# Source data
#####
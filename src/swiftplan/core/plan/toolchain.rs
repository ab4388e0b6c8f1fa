use std::collections::HashSet;
use std::path::{Path, PathBuf};

/// The toolchain the plan's invocations will run. The engine never
/// executes anything; it only needs the tool locations and the answers to
/// "does this compiler support flag X?" probes, which the constructor of
/// this record is expected to have resolved.
#[derive(Clone, Debug)]
pub struct Toolchain {
    swift_compiler: PathBuf,
    clang_compiler: PathBuf,
    librarian: PathBuf,
    /// Swift resource directory (`.../usr/lib/swift`).
    resources_path: Option<PathBuf>,
    sdk_root: Option<PathBuf>,
    /// Flags probed as unsupported by the current compiler; everything
    /// else is assumed supported.
    unsupported_flags: HashSet<String>,
}

impl Toolchain {
    pub fn new(
        swift_compiler: impl Into<PathBuf>,
        clang_compiler: impl Into<PathBuf>,
        librarian: impl Into<PathBuf>,
    ) -> Toolchain {
        Toolchain {
            swift_compiler: swift_compiler.into(),
            clang_compiler: clang_compiler.into(),
            librarian: librarian.into(),
            resources_path: None,
            sdk_root: None,
            unsupported_flags: HashSet::new(),
        }
    }

    pub fn with_resources_path(mut self, path: impl Into<PathBuf>) -> Toolchain {
        self.resources_path = Some(path.into());
        self
    }

    pub fn with_sdk_root(mut self, path: impl Into<PathBuf>) -> Toolchain {
        self.sdk_root = Some(path.into());
        self
    }

    /// Record that a probe found `flag` unsupported.
    pub fn without_flag(mut self, flag: &str) -> Toolchain {
        self.unsupported_flags.insert(flag.to_string());
        self
    }

    pub fn swift_compiler(&self) -> &Path {
        &self.swift_compiler
    }

    pub fn clang_compiler(&self) -> &Path {
        &self.clang_compiler
    }

    pub fn librarian(&self) -> &Path {
        &self.librarian
    }

    pub fn resources_path(&self) -> Option<&Path> {
        self.resources_path.as_deref()
    }

    pub fn sdk_root(&self) -> Option<&Path> {
        self.sdk_root.as_deref()
    }

    pub fn supports_flag(&self, flag: &str) -> bool {
        !self.unsupported_flags.contains(flag)
    }

    /// Run-path entry for the Swift runtime when linking macOS binaries
    /// against the dynamic standard library.
    pub fn macos_swift_stdlib_rpath(&self) -> Option<PathBuf> {
        self.resources_path.as_ref().map(|p| p.join("macosx"))
    }
}
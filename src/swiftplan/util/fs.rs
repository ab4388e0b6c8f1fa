use anyhow::Context;
use std::collections::BTreeMap;
use std::fs;
use std::path::{Path, PathBuf};
use std::sync::Mutex;
use tracing::trace;

use crate::util::errors::PlanResult;

/// The narrow filesystem surface plan construction needs: reading source
/// files and artifact manifests, probing for umbrella headers, and writing
/// small synthesized files (module maps, link-file lists, output file
/// maps, resource accessors).
pub trait FileSystem {
    fn read_to_string(&self, path: &Path) -> PlanResult<String>;

    fn exists(&self, path: &Path) -> bool;

    /// Write `contents` to `path`, creating parent directories. Writing
    /// bytes identical to an existing file must be a no-op that leaves the
    /// file's timestamps untouched.
    fn write(&self, path: &Path, contents: &str) -> PlanResult<()>;
}

/// The local disk.
#[derive(Debug, Default)]
pub struct LocalFileSystem;

impl FileSystem for LocalFileSystem {
    fn read_to_string(&self, path: &Path) -> PlanResult<String> {
        fs::read_to_string(path).with_context(|| format!("failed to read `{}`", path.display()))
    }

    fn exists(&self, path: &Path) -> bool {
        path.exists()
    }

    fn write(&self, path: &Path, contents: &str) -> PlanResult<()> {
        if let Ok(existing) = fs::read_to_string(path) {
            if existing == contents {
                trace!("unchanged: {}", path.display());
                return Ok(());
            }
        }
        if let Some(parent) = path.parent() {
            fs::create_dir_all(parent)
                .with_context(|| format!("failed to create `{}`", parent.display()))?;
        }
        fs::write(path, contents).with_context(|| format!("failed to write `{}`", path.display()))
    }
}

/// An in-memory filesystem for tests and dry runs.
#[derive(Debug, Default)]
pub struct InMemoryFileSystem {
    files: Mutex<BTreeMap<PathBuf, String>>,
}

impl InMemoryFileSystem {
    pub fn new() -> InMemoryFileSystem {
        InMemoryFileSystem::default()
    }

    pub fn add_file(&self, path: impl Into<PathBuf>, contents: impl Into<String>) {
        self.files
            .lock()
            .unwrap()
            .insert(path.into(), contents.into());
    }

    /// The current contents of `path`, if it has been written or seeded.
    pub fn contents(&self, path: &Path) -> Option<String> {
        self.files.lock().unwrap().get(path).cloned()
    }

    /// All paths written so far, in sorted order.
    pub fn paths(&self) -> Vec<PathBuf> {
        self.files.lock().unwrap().keys().cloned().collect()
    }
}

impl FileSystem for InMemoryFileSystem {
    fn read_to_string(&self, path: &Path) -> PlanResult<String> {
        self.files
            .lock()
            .unwrap()
            .get(path)
            .cloned()
            .ok_or_else(|| anyhow::format_err!("failed to read `{}`: no such file", path.display()))
    }

    fn exists(&self, path: &Path) -> bool {
        self.files.lock().unwrap().contains_key(path)
    }

    fn write(&self, path: &Path, contents: &str) -> PlanResult<()> {
        self.files
            .lock()
            .unwrap()
            .insert(path.to_path_buf(), contents.to_string());
        Ok(())
    }
}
#####
# YOUR OBJECTIVE
Reproduce every line above that contains the string "existing".

# YOUR SOLUTION
    /// bytes identical to an existing file must be a no-op that leaves the
        if let Ok(existing) = fs::read_to_string(path) {
            if existing == contents {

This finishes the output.